In 1879, shortly after the death of his mother, he was accepted into the prestigious Boston Latin Academy, and from there, went on to spend a year at Harvard Medical School, before the death of his father forced him to quit so that he could support his younger siblings.
In 1886, "Honey-Fitz" took a Civil Service Exam and landed a job as a clerk in the Boston Customs House. He was such an efficient worker that his boss, Collector of the Port, Leverett Saltonstall, made him a customs inspector. By 1889, "Honey-Fitz" had earned enough money to start his own insurance company and to marry his second-cousin, Mary Josephine "Josie" Hannon. They would have six children: Rose Elizabeth (1890-1995), Agnes (1892-1936), Thomas Acton (1895-1968), John Francis Jr. (1897-1979), Eunice (1900-1923), and Frederick Hannon (1904-1935).
Due to his flamboyant, outgoing personality and his successful business ventures, "Honey-Fitz" soon became the most popular man in the North End, and by 1892 had become the political boss of the entire ward. Unlike other bosses in Boston, "Honey-Fitz" had a desire to run for public offices, and in 1891 he sought election to the Boston Common Council (now City Council). He won and served one term before going on to serve in the Massachusetts State Senate (1893-1895) and the U.S. House of Representatives (1895-1901).
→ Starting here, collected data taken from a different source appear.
//! GitHub issue tracker implementation

use crate::config::RepoConfig;
use crate::error::{Error, Result};
use crate::tracker::IssueTracker;
use crate::types::{ApiResponse, IssueDescriptor};
use async_trait::async_trait;
use reqwest::Client;
use reqwest::header::{ACCEPT, AUTHORIZATION};
use serde::Serialize;
use tracing::debug;

/// Versioned media type requested from the API
pub const ACCEPT_HEADER: &str = "application/vnd.github.v3+json";

/// User agent sent with every request (GitHub rejects requests without one)
pub const USER_AGENT: &str = concat!("issue-batch/", env!("CARGO_PKG_VERSION"));

#[derive(Serialize)]
struct CreateIssuePayload<'a> {
    title: &'a str,
    body: &'a str,
    labels: &'a [String],
}

/// GitHub issues service using reqwest
pub struct GitHubIssues {
    client: Client,
    token: String,
    config: RepoConfig,
}

impl GitHubIssues {
    /// Create a new GitHub issues service
    pub fn new(token: String, config: RepoConfig) -> Result<Self> {
        let client = Client::builder()
            .timeout(config.timeout)
            .user_agent(USER_AGENT)
            .build()?;

        Ok(Self {
            client,
            token,
            config,
        })
    }

    fn map_send_error(&self, err: reqwest::Error) -> Error {
        if err.is_timeout() {
            Error::Timeout(self.config.timeout.as_secs())
        } else {
            Error::Transport(err)
        }
    }
}

#[async_trait]
impl IssueTracker for GitHubIssues {
    async fn create_issue(&self, descriptor: &IssueDescriptor) -> Result<ApiResponse> {
        let url = self.config.issues_url();
        let payload = CreateIssuePayload {
            title: &descriptor.title,
            body: &descriptor.body,
            labels: &descriptor.labels,
        };

        debug!(%url, title = %descriptor.title, "creating issue");

        let response = self
            .client
            .post(&url)
            .header(AUTHORIZATION, format!("token {}", self.token))
            .header(ACCEPT, ACCEPT_HEADER)
            .json(&payload)
            .send()
            .await
            .map_err(|e| self.map_send_error(e))?;

        let status = response.status().as_u16();
        let body = response.text().await.map_err(|e| self.map_send_error(e))?;

        debug!(status, "create issue response");
        Ok(ApiResponse { status, body })
    }

    fn config(&self) -> &RepoConfig {
        &self.config
    }
}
As a Congressman, "Honey-Fitz" quickly proved to be a mover and a shaker, filing legislation that resulted in the construction of the Cape Cod Canal and the Boston Subway System (the first in the nation). "Honey-Fitz" also became known as a champion of Italian, Jewish, and African-American peoples, and his most celebrated moment as a Congressman came when he opposed an anti-immigration bill supported by Republican Senator, Henry Cabot Lodge. When Congress approved the bill, "Honey-Fitz" visited President Grover Cleveland and persuaded him to veto the bill, keeping immigration unrestricted for the next twenty-five years. All this made John F. Fitzgerald a national figure and many people predicted that after running for a fourth Congressional term in 1900, he would seek the mayoralty of Boston in 1901. This frightened other Boston political bosses like Patrick J. "P.J." Kennedy and Martin "the Mahatma" Lomasney, who feared that Fitzgerald was gaining too much power. They blocked his Congressional nomination in 1900, and in 1901, "Honey-Fitz" was out of a job.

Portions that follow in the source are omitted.